▸ TASK DESCRIPTION
Look through the listing and locate every line containing the word "InteractionDto"; copy those lines.

▸ SUPPLIED RECORDS

//! HTTP implementation of the flow gateway.
//!
//! Talks to the backend's JSON API. Responses follow the backend's
//! envelope convention: `{"status": "success" | "error", "message": ...}`
//! plus endpoint-specific fields. HTTP status codes are treated purely as
//! success/failure; a failure body's message is surfaced verbatim.

use async_trait::async_trait;
use flowdeck_core::error::{FlowdeckError, Result};
use flowdeck_core::flow::{Blackboard, FlowStatus, InteractionMode, InteractionSnapshot};
use flowdeck_core::{FlowGateway, FlowdeckConfig};
use reqwest::Client;
use serde::{Deserialize, Serialize};
use std::time::Duration;

/// Gateway implementation that talks to the backend HTTP API.
#[derive(Clone)]
pub struct HttpFlowGateway {
    client: Client,
    base_url: String,
    request_timeout: Duration,
}

#[derive(Debug, Serialize)]
struct StartRequest<'a> {
    prompt: &'a str,
}

#[derive(Debug, Serialize)]
struct ResumeRequest<'a> {
    feedback: &'a str,
}

#[derive(Debug, Serialize)]
struct ModeRequest<'a> {
    mode: &'a str,
}

#[derive(Debug, Serialize)]
struct ChatRequest<'a> {
    question: &'a str,
    conversation_id: &'a str,
}

#[derive(Debug, Default, Deserialize)]
struct Envelope {
    #[serde(default)]
    message: String,
}

#[derive(Debug, Default, Deserialize)]
struct StatusResponse {
    #[serde(default)]
    is_running: bool,
    #[serde(default)]
    is_waiting_for_input: bool,
    #[serde(default)]
    step_name: Option<String>,
    #[serde(default, alias = "status_message")]
    message: String,
}

#[derive(Debug, Default, Deserialize)]
struct InteractionDto {
    #[serde(default)]
    mode: InteractionMode,
}

#[derive(Debug, Default, Deserialize)]
struct InteractionStatusResponse {
    #[serde(default)]
    interaction: InteractionDto,
    #[serde(default)]
    blackboard: Blackboard,
}

#[derive(Debug, Default, Deserialize)]
struct CancelResponse {
    #[serde(default)]
    message: String,
}

#[derive(Debug, Default, Deserialize)]
struct ChatResponse {
    #[serde(default)]
    answer: String,
}

/// Pulls the human-readable message out of an error body.
///
/// Failure bodies are normally the JSON envelope, but proxies can hand
/// back plain text; fall back to the raw body then.
fn rejection_message(body: &str) -> String {
    match serde_json::from_str::<Envelope>(body) {
        Ok(envelope) if !envelope.message.is_empty() => envelope.message,
        _ => body.trim().to_string(),
    }
}

impl HttpFlowGateway {
    /// Creates a new gateway for the given base URL.
    pub fn new(base_url: impl Into<String>, request_timeout: Duration) -> Self {
        Self {
            client: Client::new(),
            base_url: base_url.into(),
            request_timeout,
        }
    }

    /// Creates a gateway from the client configuration.
    pub fn from_config(config: &FlowdeckConfig) -> Self {
        Self::new(config.base_url.clone(), config.request_timeout())
    }

    fn url(&self, path: &str) -> String {
        format!("{}/api/{}", self.base_url.trim_end_matches('/'), path)
    }

    async fn get_json<T: for<'de> Deserialize<'de>>(&self, path: &str) -> Result<T> {
        let response = self
            .client
            .get(self.url(path))
            .timeout(self.request_timeout)
            .send()
            .await?;

        let status = response.status();
        if !status.is_success() {
            let body = response
                .text()
                .await
                .unwrap_or_else(|_| "Unknown error".to_string());
            return Err(FlowdeckError::rejected(rejection_message(&body)));
        }

        Ok(response.json::<T>().await?)
    }

    async fn post_json<B: Serialize, T: for<'de> Deserialize<'de>>(
        &self,
        path: &str,
        body: &B,
    ) -> Result<T> {
        let response = self
            .client
            .post(self.url(path))
            .json(body)
            .timeout(self.request_timeout)
            .send()
            .await?;

        let status = response.status();
        if !status.is_success() {
            let body = response
                .text()
                .await
                .unwrap_or_else(|_| "Unknown error".to_string());
            return Err(FlowdeckError::rejected(rejection_message(&body)));
        }

        Ok(response.json::<T>().await?)
    }
}

#[async_trait]
impl FlowGateway for HttpFlowGateway {
    async fn start_flow(&self, prompt: &str) -> Result<()> {
        tracing::debug!(target: "gateway", "POST init");
        let _: Envelope = self.post_json("init", &StartRequest { prompt }).await?;
        Ok(())
    }

    async fn fetch_status(&self) -> Result<FlowStatus> {
        let status: StatusResponse = self.get_json("status").await?;
        Ok(FlowStatus {
            is_running: status.is_running,
            is_waiting_for_input: status.is_waiting_for_input,
            step_name: status.step_name,
            status_message: status.message,
        })
    }

    async fn fetch_interaction(&self) -> Result<InteractionSnapshot> {
        let response: InteractionStatusResponse = self.get_json("interaction").await?;
        Ok(InteractionSnapshot {
            mode: response.interaction.mode,
            blackboard: response.blackboard,
        })
    }

    async fn resume_flow(&self, feedback: &str) -> Result<()> {
        tracing::debug!(target: "gateway", "POST resume");
        let _: Envelope = self.post_json("resume", &ResumeRequest { feedback }).await?;
        Ok(())
    }

    async fn cancel_flow(&self) -> Result<String> {
        tracing::debug!(target: "gateway", "POST kill");
        let response: CancelResponse = self.post_json("kill", &serde_json::json!({})).await?;
        Ok(response.message)
    }

    async fn set_interaction_mode(&self, mode: InteractionMode) -> Result<()> {
        tracing::debug!(target: "gateway", mode = mode.as_str(), "POST interaction/mode");
        let _: Envelope = self
            .post_json("interaction/mode", &ModeRequest { mode: mode.as_str() })
            .await?;
        Ok(())
    }

    async fn send_chat_message(&self, question: &str, conversation_id: &str) -> Result<String> {
        tracing::debug!(target: "gateway", conversation_id, "POST chat");
        let response: ChatResponse = self
            .post_json(
                "chat",
                &ChatRequest {
                    question,
                    conversation_id,
                },
            )
            .await?;
        Ok(response.answer)
    }
}

#[cfg(test)]
mod tests {
    use super::*;

    #[test]
    fn test_status_response_parses_backend_payload() {
        let status: StatusResponse = serde_json::from_str(
            "{\"status\": \"running\", \"is_running\": true, \
             \"is_waiting_for_input\": true, \"step_name\": \"initial_research\"}",
        )
        .unwrap();
        assert!(status.is_running);
        assert!(status.is_waiting_for_input);
        assert_eq!(status.step_name.as_deref(), Some("initial_research"));
    }

    #[test]
    fn test_interaction_response_parses_nested_blackboard() {
        let response: InteractionStatusResponse = serde_json::from_str(
            "{\"status\": \"success\", \
             \"interaction\": {\"mode\": \"automated\", \"status\": \"running\"}, \
             \"blackboard\": {\"phase\": \"Testing\", \"iterations\": 2}}",
        )
        .unwrap();
        assert_eq!(response.interaction.mode, InteractionMode::Automated);
        assert_eq!(response.blackboard.phase, "Testing");
        assert_eq!(response.blackboard.iterations, 2);
    }

    #[test]
    fn test_rejection_message_prefers_envelope() {
        let body = "{\"status\": \"error\", \"message\": \"DevopsFlow is already running\"}";
        assert_eq!(rejection_message(body), "DevopsFlow is already running");
    }

    #[test]
    fn test_rejection_message_falls_back_to_raw_body() {
        assert_eq!(rejection_message("502 Bad Gateway\n"), "502 Bad Gateway");
    }

    #[test]
    fn test_url_handles_trailing_slash() {
        let gateway = HttpFlowGateway::new("http://localhost:5000/", Duration::from_secs(5));
        assert_eq!(gateway.url("status"), "http://localhost:5000/api/status");
    }
}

▸ ANSWER AREA
struct InteractionDto {
    interaction: InteractionDto,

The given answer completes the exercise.